My grandmother, my mom's mom, had a heart attack Wednesday night.
First, she's fine. It was minor and she's feeling fine and her stress test went well. I don't yet know if they'll be doing angioplasty or anything, but mom is keeping me updated.
Secondly, I have rarely been so frightened.
I come from a very, very tight family, particularly the women. My mom is one of four sisters, all close together in age, and they all live in the same tiny town. As does their mom, my Grandma Lou. Their dad, Papa Gene, died over twenty years go, so the structure has been heavily matriarchal for quite some time now.

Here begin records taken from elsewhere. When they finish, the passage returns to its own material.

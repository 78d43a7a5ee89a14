use tracing::info;

use crate::common::error::Result;
use crate::config::QualityConfig;
use crate::domain::{QualityMetric, QualityStatus, QualityTable};
use crate::observability::metrics;
use crate::storage::Warehouse;

/// Thresholds the assessor judges against, sourced from `[quality]`
/// configuration.
#[derive(Debug, Clone, Copy)]
pub struct QualityThresholds {
    pub min_completeness_pct: f64,
    pub max_null_pct: f64,
    pub duplicate_check_enabled: bool,
}

impl From<&QualityConfig> for QualityThresholds {
    fn from(config: &QualityConfig) -> Self {
        Self {
            min_completeness_pct: config.min_completeness_pct,
            max_null_pct: config.max_null_pct,
            duplicate_check_enabled: config.duplicate_check_enabled,
        }
    }
}

/// Result of assessing one (batch, table) pair. `pass` is true only when
/// every check passed outright; a failing check never blocks the load that
/// already happened, it surfaces for operational review.
#[derive(Debug, Clone)]
pub struct QualityReport {
    pub pass: bool,
    pub overall: QualityStatus,
    pub metrics: Vec<QualityMetric>,
}

/// Computes and persists data-quality metrics over a loaded batch. Each
/// check is independent; results are appended to the metric history, never
/// updated.
pub struct QualityAssessor {
    thresholds: QualityThresholds,
}

impl QualityAssessor {
    pub fn new(thresholds: QualityThresholds) -> Self {
        Self { thresholds }
    }

    pub fn run(
        &self,
        warehouse: &Warehouse,
        batch_id: &str,
        table: QualityTable,
    ) -> Result<QualityReport> {
        let mut checks = vec![
            self.check_completeness(warehouse, batch_id, table)?,
            self.check_null_rate(warehouse, batch_id, table)?,
        ];
        if self.thresholds.duplicate_check_enabled {
            checks.push(self.check_duplicates(warehouse, batch_id, table)?);
        }
        if table == QualityTable::Fact {
            checks.push(self.check_referential_integrity(warehouse, batch_id)?);
        }

        for metric in &checks {
            warehouse.insert_quality_metric(batch_id, metric)?;
            metrics::quality::check_recorded(&metric.metric_name, metric.status.as_str());
        }
        metrics::quality::batch_assessed(table.table_name());

        let overall = checks
            .iter()
            .map(|m| m.status)
            .max()
            .unwrap_or(QualityStatus::Pass);
        info!(
            batch_id,
            table = table.table_name(),
            overall = %overall,
            checks = checks.len(),
            "quality assessment complete"
        );

        Ok(QualityReport {
            pass: overall == QualityStatus::Pass,
            overall,
            metrics: checks,
        })
    }

    /// Share of records with every mandatory field present.
    fn check_completeness(
        &self,
        warehouse: &Warehouse,
        batch_id: &str,
        table: QualityTable,
    ) -> Result<QualityMetric> {
        let total = warehouse.quality_row_count(table, batch_id)?;
        let complete = warehouse.complete_row_count(table, batch_id)?;
        let pct = if total > 0 {
            complete as f64 / total as f64 * 100.0
        } else {
            0.0
        };
        let status = if pct >= self.thresholds.min_completeness_pct {
            QualityStatus::Pass
        } else {
            QualityStatus::Fail
        };

        Ok(QualityMetric {
            table_name: table.table_name().to_string(),
            metric_name: "COMPLETENESS_PCT".to_string(),
            value: complete as f64,
            percentage: Some(round2(pct)),
            record_count: total,
            status,
            description: format!(
                "{complete} of {total} records have all mandatory fields (threshold {}%)",
                self.thresholds.min_completeness_pct
            ),
        })
    }

    /// Average null share across the table's optional columns.
    fn check_null_rate(
        &self,
        warehouse: &Warehouse,
        batch_id: &str,
        table: QualityTable,
    ) -> Result<QualityMetric> {
        let total = warehouse.quality_row_count(table, batch_id)?;
        let null_counts = warehouse.null_column_counts(table, batch_id)?;
        let avg_pct = if total > 0 && !null_counts.is_empty() {
            null_counts
                .iter()
                .map(|(_, nulls)| *nulls as f64 / total as f64 * 100.0)
                .sum::<f64>()
                / null_counts.len() as f64
        } else if total == 0 {
            100.0
        } else {
            0.0
        };
        let status = if avg_pct <= self.thresholds.max_null_pct {
            QualityStatus::Pass
        } else {
            QualityStatus::Fail
        };

        Ok(QualityMetric {
            table_name: table.table_name().to_string(),
            metric_name: "NULL_PERCENTAGE".to_string(),
            value: round2(avg_pct),
            percentage: Some(round2(avg_pct)),
            record_count: total,
            status,
            description: format!(
                "average null share across {} optional columns (max {}%)",
                null_counts.len(),
                self.thresholds.max_null_pct
            ),
        })
    }

    /// Share of records whose duplicate key is claimed by more than one
    /// record in the batch. Duplicates warn rather than fail: the loader's
    /// upsert already keeps them out of the fact table.
    fn check_duplicates(
        &self,
        warehouse: &Warehouse,
        batch_id: &str,
        table: QualityTable,
    ) -> Result<QualityMetric> {
        let total = warehouse.quality_row_count(table, batch_id)?;
        let duplicates = warehouse.duplicate_row_count(table, batch_id)?;
        let pct = if total > 0 {
            duplicates as f64 / total as f64 * 100.0
        } else {
            0.0
        };
        let status = if duplicates == 0 {
            QualityStatus::Pass
        } else {
            QualityStatus::Warning
        };

        Ok(QualityMetric {
            table_name: table.table_name().to_string(),
            metric_name: "DUPLICATES".to_string(),
            value: duplicates as f64,
            percentage: Some(round2(pct)),
            record_count: total,
            status,
            description: format!(
                "records sharing ({}) with another record",
                table.duplicate_key_columns().join(", ")
            ),
        })
    }

    /// Share of fact rows that fell back to a sentinel dimension key, the
    /// proxy for unresolved references.
    fn check_referential_integrity(
        &self,
        warehouse: &Warehouse,
        batch_id: &str,
    ) -> Result<QualityMetric> {
        let table = QualityTable::Fact;
        let total = warehouse.quality_row_count(table, batch_id)?;
        let unresolved = warehouse.sentinel_fact_count(batch_id)?;
        let pct = if total > 0 {
            unresolved as f64 / total as f64 * 100.0
        } else {
            0.0
        };
        let status = if unresolved == 0 {
            QualityStatus::Pass
        } else {
            QualityStatus::Warning
        };

        Ok(QualityMetric {
            table_name: table.table_name().to_string(),
            metric_name: "REFERENTIAL_INTEGRITY".to_string(),
            value: unresolved as f64,
            percentage: Some(round2(pct)),
            record_count: total,
            status,
            description: "fact rows referencing a sentinel dimension key".to_string(),
        })
    }
}

fn round2(value: f64) -> f64 {
    (value * 100.0).round() / 100.0
}

#[cfg(test)]
mod tests {
    use super::*;
    use crate::source::{SourceBatch, SourceRow};

    fn assessor() -> QualityAssessor {
        QualityAssessor::new(QualityThresholds {
            min_completeness_pct: 95.0,
            max_null_pct: 5.0,
            duplicate_check_enabled: true,
        })
    }

    fn stage_raw_rows(warehouse: &mut Warehouse, rows: Vec<Vec<(&str, String)>>) {
        let rows = rows
            .into_iter()
            .map(|fields| {
                let mut row = SourceRow::new();
                for (field, value) in fields {
                    row.insert(field.to_string(), value);
                }
                row
            })
            .collect();
        warehouse
            .insert_raw_rows(
                "b1",
                &SourceBatch {
                    file_name: "input.csv".to_string(),
                    file_hash: "hash-1".to_string(),
                    rows,
                },
            )
            .unwrap();
    }

    fn full_row(i: usize) -> Vec<(&'static str, String)> {
        vec![
            ("customer_id", format!("C{i:03}")),
            ("transaction_id", format!("T{i:03}")),
            ("transaction_date", "2024-03-01".to_string()),
            ("transaction_amount", "10.00".to_string()),
            ("customer_name", "Ada Lovelace".to_string()),
            ("customer_email", "ada@example.com".to_string()),
            ("customer_phone", "555-0100".to_string()),
            ("customer_age", "36".to_string()),
            ("branch_id", "BR1".to_string()),
            ("branch_location", "Seattle".to_string()),
        ]
    }

    fn stage_complete_rows(warehouse: &mut Warehouse, n: usize, missing_customer_id: usize) {
        let rows = (0..n)
            .map(|i| {
                let mut fields = full_row(i);
                if i < missing_customer_id {
                    fields.retain(|(f, _)| *f != "customer_id");
                }
                fields
            })
            .collect();
        stage_raw_rows(warehouse, rows);
    }

    #[test]
    fn one_missing_mandatory_field_in_ten_fails_completeness() {
        let mut warehouse = Warehouse::open_in_memory().unwrap();
        stage_complete_rows(&mut warehouse, 10, 1);

        let report = assessor().run(&warehouse, "b1", QualityTable::Raw).unwrap();
        let completeness = report
            .metrics
            .iter()
            .find(|m| m.metric_name == "COMPLETENESS_PCT")
            .unwrap();
        assert_eq!(completeness.percentage, Some(90.0));
        assert_eq!(completeness.status, QualityStatus::Fail);
        assert!(!report.pass);
        assert_eq!(report.overall, QualityStatus::Fail);
    }

    #[test]
    fn fully_complete_batch_passes() {
        let mut warehouse = Warehouse::open_in_memory().unwrap();
        stage_complete_rows(&mut warehouse, 10, 0);

        let report = assessor().run(&warehouse, "b1", QualityTable::Raw).unwrap();
        assert!(report.pass);
        assert_eq!(report.overall, QualityStatus::Pass);
    }

    #[test]
    fn sparse_optional_columns_fail_null_rate() {
        let mut warehouse = Warehouse::open_in_memory().unwrap();
        // Mandatory fields only: every optional column is 100% null.
        let rows = (0..5)
            .map(|i| {
                let mut fields = full_row(i);
                fields.truncate(4);
                fields
            })
            .collect();
        stage_raw_rows(&mut warehouse, rows);

        let report = assessor().run(&warehouse, "b1", QualityTable::Raw).unwrap();
        let null_rate = report
            .metrics
            .iter()
            .find(|m| m.metric_name == "NULL_PERCENTAGE")
            .unwrap();
        assert_eq!(null_rate.value, 100.0);
        assert_eq!(null_rate.status, QualityStatus::Fail);
    }

    #[test]
    fn duplicates_warn_but_do_not_fail() {
        let mut warehouse = Warehouse::open_in_memory().unwrap();
        let mut dup = full_row(0);
        // Same (customer_id, transaction_id, transaction_date) as row 0.
        let mut second = full_row(1);
        second[0] = ("customer_id", "C000".to_string());
        second[1] = ("transaction_id", "T000".to_string());
        let other = full_row(2);
        dup[4] = ("customer_name", "Someone Else".to_string());
        stage_raw_rows(&mut warehouse, vec![dup, second, other]);

        let report = assessor().run(&warehouse, "b1", QualityTable::Raw).unwrap();
        let duplicates = report
            .metrics
            .iter()
            .find(|m| m.metric_name == "DUPLICATES")
            .unwrap();
        assert_eq!(duplicates.value, 2.0);
        assert_eq!(duplicates.status, QualityStatus::Warning);
        assert_eq!(report.overall, QualityStatus::Warning);
        assert!(!report.pass);
    }

    #[test]
    fn metric_history_is_append_only() {
        let mut warehouse = Warehouse::open_in_memory().unwrap();
        stage_complete_rows(&mut warehouse, 3, 0);

        let first = assessor().run(&warehouse, "b1", QualityTable::Raw).unwrap();
        let second = assessor().run(&warehouse, "b1", QualityTable::Raw).unwrap();
        assert_eq!(first.metrics.len(), second.metrics.len());
        assert_eq!(
            warehouse.quality_metric_count("b1").unwrap() as usize,
            first.metrics.len() + second.metrics.len()
        );
    }
}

Though all four sisters are married and have children, and some of the children are married or in pseudo-marital relationships, the backbone of the family is the matriarchal lineage, coming from Grandma Lou, through mom and her sisters, and down to me and my cousins (most of whom, again, are female). And my grandmother is every bit a matriarch, in the very best senses of the term. She's a truly amazing women, and one of my very favorite people on earth. I cannot stand the idea of losing her.

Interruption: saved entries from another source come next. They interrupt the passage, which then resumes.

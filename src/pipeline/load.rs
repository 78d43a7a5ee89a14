use std::collections::HashMap;

use chrono::NaiveDate;
use tracing::{info, warn};

use crate::common::error::{EtlError, Result};
use crate::domain::{CleanedRecord, FactRecord, UNKNOWN_KEY};
use crate::observability::metrics;
use crate::storage::{is_constraint_violation, FactLoadOutcome, Warehouse};

/// In-memory natural-key -> surrogate-key cache, owned by one loader
/// instance per run. Read-through and write-back only; the warehouse
/// remains authoritative.
#[derive(Debug, Default)]
pub struct DimensionKeyCache {
    customers: HashMap<String, i64>,
    products: HashMap<String, i64>,
    branches: HashMap<String, i64>,
    calendar: HashMap<NaiveDate, i64>,
}

impl DimensionKeyCache {
    /// Primes the cache from the dimension tables.
    pub fn from_warehouse(warehouse: &Warehouse) -> Result<Self> {
        Ok(Self {
            customers: warehouse.customer_dimension_keys()?.into_iter().collect(),
            products: warehouse.product_dimension_keys()?.into_iter().collect(),
            branches: warehouse.branch_dimension_keys()?.into_iter().collect(),
            calendar: warehouse.time_dimension_keys()?.into_iter().collect(),
        })
    }
}

/// Loader behavior toggles, sourced from `[load]` configuration.
#[derive(Debug, Clone, Copy)]
pub struct LoadPolicy {
    /// Flag the surviving fact row when a duplicate transaction id arrives.
    pub mark_duplicates: bool,
    /// Fail the record instead of substituting the sentinel key.
    pub strict_resolution: bool,
}

impl Default for LoadPolicy {
    fn default() -> Self {
        Self {
            mark_duplicates: true,
            strict_resolution: false,
        }
    }
}

impl From<&crate::config::LoadConfig> for LoadPolicy {
    fn from(config: &crate::config::LoadConfig) -> Self {
        Self {
            mark_duplicates: config.mark_duplicates,
            strict_resolution: config.strict_resolution,
        }
    }
}

/// Counts reported by the load stage for one run.
#[derive(Debug, Clone, Copy, Default)]
pub struct LoadOutcome {
    pub rows_loaded: u64,
    pub rows_failed: u64,
    pub duplicates: u64,
}

#[derive(Debug, Clone, Copy)]
struct KeyResolution {
    customer_key: i64,
    product_key: i64,
    time_key: i64,
    branch_key: Option<i64>,
    fallbacks: u32,
}

/// Resolves dimension keys and inserts fact rows for cleaned records not
/// yet loaded, marking each record loaded in the same commit as its fact
/// insert.
pub struct DimensionalLoader {
    cache: DimensionKeyCache,
    policy: LoadPolicy,
}

impl DimensionalLoader {
    pub fn new(cache: DimensionKeyCache, policy: LoadPolicy) -> Self {
        Self { cache, policy }
    }

    pub fn load_batch(&mut self, warehouse: &mut Warehouse, batch_id: &str) -> Result<LoadOutcome> {
        let pending = warehouse.fetch_unloaded_cleaned()?;
        let mut outcome = LoadOutcome::default();

        for record in pending {
            let cleaned_id = record
                .id
                .ok_or_else(|| EtlError::MissingField("cleaned record id".to_string()))?;

            let resolution = self.resolve_keys(warehouse, &record)?;
            if self.policy.strict_resolution && resolution.fallbacks > 0 {
                warn!(
                    transaction_id = %record.transaction_id,
                    fallbacks = resolution.fallbacks,
                    "strict resolution enabled, record not loaded"
                );
                outcome.rows_failed += 1;
                continue;
            }

            let score = quality_score(&record, &resolution);
            metrics::load::quality_score_recorded(score);

            let fact = FactRecord {
                transaction_id: record.transaction_id.clone(),
                customer_key: resolution.customer_key,
                product_key: resolution.product_key,
                time_key: resolution.time_key,
                branch_key: resolution.branch_key,
                account_id: record.customer_id.clone(),
                transaction_amount: record.transaction_amount,
                transaction_type: record.transaction_type.clone(),
                account_type: record.account_type.clone(),
                account_status: Some(record.account_status.clone()),
                transaction_date: record.transaction_date,
                data_quality_score: score,
                batch_id: batch_id.to_string(),
            };

            match warehouse.upsert_fact(&fact, cleaned_id, self.policy.mark_duplicates)? {
                FactLoadOutcome::Inserted => {
                    metrics::load::fact_inserted();
                    outcome.rows_loaded += 1;
                }
                FactLoadOutcome::Duplicate => {
                    metrics::load::duplicate_detected();
                    outcome.duplicates += 1;
                }
            }
        }

        info!(
            batch_id,
            rows_loaded = outcome.rows_loaded,
            rows_failed = outcome.rows_failed,
            duplicates = outcome.duplicates,
            "load stage complete"
        );
        Ok(outcome)
    }

    fn resolve_keys(
        &mut self,
        warehouse: &Warehouse,
        record: &CleanedRecord,
    ) -> Result<KeyResolution> {
        let customer_key = self.resolve_customer(warehouse, record)?;
        let product_key = self.resolve_product(warehouse, &record.product_type)?;
        let time_key = self.resolve_time(&record.transaction_date);
        // Branch is optional: absent stays NULL, present-but-unresolvable
        // falls back like the mandatory dimensions.
        let branch_key = match record.branch_id.as_deref() {
            Some(branch_id) => Some(self.resolve_branch(
                warehouse,
                branch_id,
                record.branch_location.as_deref(),
            )?),
            None => None,
        };

        let mut fallbacks = [customer_key, product_key, time_key]
            .iter()
            .filter(|key| **key == UNKNOWN_KEY)
            .count() as u32;
        if branch_key == Some(UNKNOWN_KEY) {
            fallbacks += 1;
        }

        Ok(KeyResolution {
            customer_key,
            product_key,
            time_key,
            branch_key,
            fallbacks,
        })
    }

    fn resolve_customer(&mut self, warehouse: &Warehouse, record: &CleanedRecord) -> Result<i64> {
        let natural_key = record.customer_id.trim();
        if natural_key.is_empty() {
            metrics::load::sentinel_fallback("customer");
            return Ok(UNKNOWN_KEY);
        }
        if let Some(key) = self.cache.customers.get(natural_key) {
            return Ok(*key);
        }

        let key = match warehouse.insert_customer_dimension(record) {
            Ok(key) => {
                metrics::load::dimension_created("customer");
                key
            }
            Err(err) if is_constraint_violation(&err) => {
                // Lost the insert race to a concurrent loader; adopt the
                // winner's key.
                match warehouse.find_customer_key(natural_key)? {
                    Some(key) => key,
                    None => {
                        warn!(customer_id = natural_key, "customer key unresolvable");
                        metrics::load::sentinel_fallback("customer");
                        return Ok(UNKNOWN_KEY);
                    }
                }
            }
            Err(err) => return Err(err),
        };
        self.cache.customers.insert(natural_key.to_string(), key);
        Ok(key)
    }

    fn resolve_product(&mut self, warehouse: &Warehouse, product_type: &str) -> Result<i64> {
        let natural_key = product_type.trim();
        if natural_key.is_empty() {
            metrics::load::sentinel_fallback("product");
            return Ok(UNKNOWN_KEY);
        }
        if let Some(key) = self.cache.products.get(natural_key) {
            return Ok(*key);
        }

        let key = match warehouse.insert_product_dimension(natural_key) {
            Ok(key) => {
                metrics::load::dimension_created("product");
                key
            }
            Err(err) if is_constraint_violation(&err) => {
                match warehouse.find_product_key(natural_key)? {
                    Some(key) => key,
                    None => {
                        warn!(product_type = natural_key, "product key unresolvable");
                        metrics::load::sentinel_fallback("product");
                        return Ok(UNKNOWN_KEY);
                    }
                }
            }
            Err(err) => return Err(err),
        };
        self.cache.products.insert(natural_key.to_string(), key);
        Ok(key)
    }

    fn resolve_branch(
        &mut self,
        warehouse: &Warehouse,
        branch_id: &str,
        branch_location: Option<&str>,
    ) -> Result<i64> {
        let natural_key = branch_id.trim();
        if natural_key.is_empty() {
            metrics::load::sentinel_fallback("branch");
            return Ok(UNKNOWN_KEY);
        }
        if let Some(key) = self.cache.branches.get(natural_key) {
            return Ok(*key);
        }

        let key = match warehouse.insert_branch_dimension(natural_key, branch_location) {
            Ok(key) => {
                metrics::load::dimension_created("branch");
                key
            }
            Err(err) if is_constraint_violation(&err) => {
                match warehouse.find_branch_key(natural_key)? {
                    Some(key) => key,
                    None => {
                        warn!(branch_id = natural_key, "branch key unresolvable");
                        metrics::load::sentinel_fallback("branch");
                        return Ok(UNKNOWN_KEY);
                    }
                }
            }
            Err(err) => return Err(err),
        };
        self.cache.branches.insert(natural_key.to_string(), key);
        Ok(key)
    }

    /// The calendar is pre-populated and lookup-only: no dynamic creation,
    /// out-of-range dates fall back to the sentinel.
    fn resolve_time(&self, date: &NaiveDate) -> i64 {
        match self.cache.calendar.get(date) {
            Some(key) => *key,
            None => {
                warn!(%date, "transaction date outside calendar range");
                metrics::load::sentinel_fallback("time");
                UNKNOWN_KEY
            }
        }
    }
}

/// Per-record quality score: starts at 1.0, deducts for every sentinel
/// fallback and every missing optional attribute.
fn quality_score(record: &CleanedRecord, resolution: &KeyResolution) -> f64 {
    let mut score = 1.0 - 0.15 * f64::from(resolution.fallbacks);
    let missing_optional = [
        record.customer_name.is_none(),
        record.customer_email.is_none(),
        record.customer_phone.is_none(),
        record.customer_age.is_none(),
        record.branch_id.is_none(),
    ]
    .into_iter()
    .filter(|missing| *missing)
    .count();
    score -= 0.02 * missing_optional as f64;
    (score.max(0.0) * 100.0).round() / 100.0
}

And I can't stand the idea of her getting frail. My family isn't just matriarchal in the sense of having a female line of lineage. The women run the show. From my grandmother down to my youngest cousin, Sadie, who is not yet five, we're in charge. We're large, tough, smart, hard-working. We are proud to be women, and there isn't anything we can't do. My grandmother worked for many, many years at a "tree farm," planting trees, sorting, harvesting, all of that very physical work. She didn't retire until she was into her 60s. And now, in "retirement," she puts in a harder days work than I ever have. She does a ton of volunteer yard care, mowing, weeding, planting, etc. for her church, the community center, her less hearty neighbors, etc. Shes takes care of people, and nothing much slows her down. The older she gets, the more my mom is like her mother, and the older I get, the more I strive to resemble them both.
Edited to add: I just got an email from my grandma. She's back at home, at her keyboard, feeling fine. Looks like, for now, everything is as it should be.